By Jennifer Smola
The Columbus Dispatch, Ohio
WWR Article Summary (tl;dr) Now that “Me Too” has become a global phenomenon, founder Tarana Burke says she hopes to shift the narrative to how best to help those survivors heal and connect with resources.
The Columbus Dispatch, Ohio
Tarana Burke was in her early 20s, fresh out of college and working at a youth leadership camp when she was confronted with a child’s story of sexual abuse.
She froze, unsure of what to say.
Burke quickly directed the child to a counselor, feeling unequipped to help herself. But Burke’s silence weighed on her as soon as the young girl walked away.

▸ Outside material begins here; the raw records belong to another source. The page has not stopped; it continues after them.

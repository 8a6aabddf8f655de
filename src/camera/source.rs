use std::path::PathBuf;

use crate::error::HardwareError;

/// Capture capability of the attached camera.
///
/// `capture_frame` may block on the device; callers run it off the async executor.
pub trait FrameSource: Send + Sync {
    fn is_available(&self) -> bool;
    fn capture_frame(&self) -> Result<Vec<u8>, HardwareError>;
}

/// Stand-in camera that "captures" an encoded still image from disk.
pub struct StillImageFrameSource {
    path: Option<PathBuf>,
}

impl StillImageFrameSource {
    pub fn new(path: Option<PathBuf>) -> Self {
        Self { path }
    }
}

impl FrameSource for StillImageFrameSource {
    fn is_available(&self) -> bool {
        self.path.as_ref().is_some_and(|path| path.is_file())
    }

    fn capture_frame(&self) -> Result<Vec<u8>, HardwareError> {
        let path = self.path.as_ref().ok_or(HardwareError::NotAvailable)?;
        let bytes = std::fs::read(path)
            .map_err(|err| HardwareError::CaptureFailed(format!("{}: {err}", path.display())))?;
        if bytes.is_empty() {
            return Err(HardwareError::CaptureFailed("camera returned an empty frame".into()));
        }
        Ok(bytes)
    }
}

#[cfg(test)]
pub mod testing {
    use std::collections::VecDeque;
    use std::io::Cursor;
    use std::sync::Mutex;

    use image::{DynamicImage, GrayImage, ImageFormat, Luma};

    use super::*;

    pub fn encode_png(image: GrayImage) -> Vec<u8> {
        let mut bytes = Vec::new();
        DynamicImage::ImageLuma8(image)
            .write_to(&mut Cursor::new(&mut bytes), ImageFormat::Png)
            .unwrap();
        bytes
    }

    /// Sharp mid-tone frame that passes the default thresholds.
    pub fn sharp_frame() -> Vec<u8> {
        encode_png(GrayImage::from_fn(64, 64, |x, y| {
            Luma([if (x / 8 + y / 8) % 2 == 0 { 60 } else { 160 }])
        }))
    }

    pub fn uniform_frame(value: u8) -> Vec<u8> {
        encode_png(GrayImage::from_pixel(64, 64, Luma([value])))
    }

    /// Camera returning queued frames, then `sharp_frame()`.
    #[derive(Default)]
    pub struct ScriptedCamera {
        frames: Mutex<VecDeque<Vec<u8>>>,
        unplugged: bool,
    }

    impl ScriptedCamera {
        pub fn unplugged() -> Self {
            Self {
                unplugged: true,
                ..Self::default()
            }
        }

        pub fn queue(&self, frame: Vec<u8>) {
            self.frames.lock().unwrap().push_back(frame);
        }
    }

    impl FrameSource for ScriptedCamera {
        fn is_available(&self) -> bool {
            !self.unplugged
        }

        fn capture_frame(&self) -> Result<Vec<u8>, HardwareError> {
            if self.unplugged {
                return Err(HardwareError::NotAvailable);
            }
            Ok(self
                .frames
                .lock()
                .unwrap()
                .pop_front()
                .unwrap_or_else(sharp_frame))
        }
    }
}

“I couldn’t bring myself to tell that child that it happened to me, too,” Burke, founder of the Me Too movement, said at Columbus State Community College’s Courageous Conversations series Monday evening.
Years later, Burke knew she had to incorporate the phrase into her work as a social justice advocate, and six months ago, those two words would spread around the globe overnight, sparking an empowerment movement of victims of sexual assault and harassment.
Burke is credited with first using the phrase in her work more than a decade ago with Just Be Inc., the organization she founded, focusing on the well-being of women and girls of color. But last fall, the #MeToo hashtag went viral after actress Alyssa Milano tweeted the phrase, encouraging those on social media to share those two words if they’d been victims of sexual assault or harassment. Her tweet has about 68,000 replies and nearly 25,000 retweets. CBS News reported there were more than 12 million Facebook posts, comments and reactions regarding the phrase in less than 24 hours after it started spreading.
Now that Me Too has become a global phenomenon, Burke said she hopes to shift the narrative to how best to help those survivors heal and connect them with resources.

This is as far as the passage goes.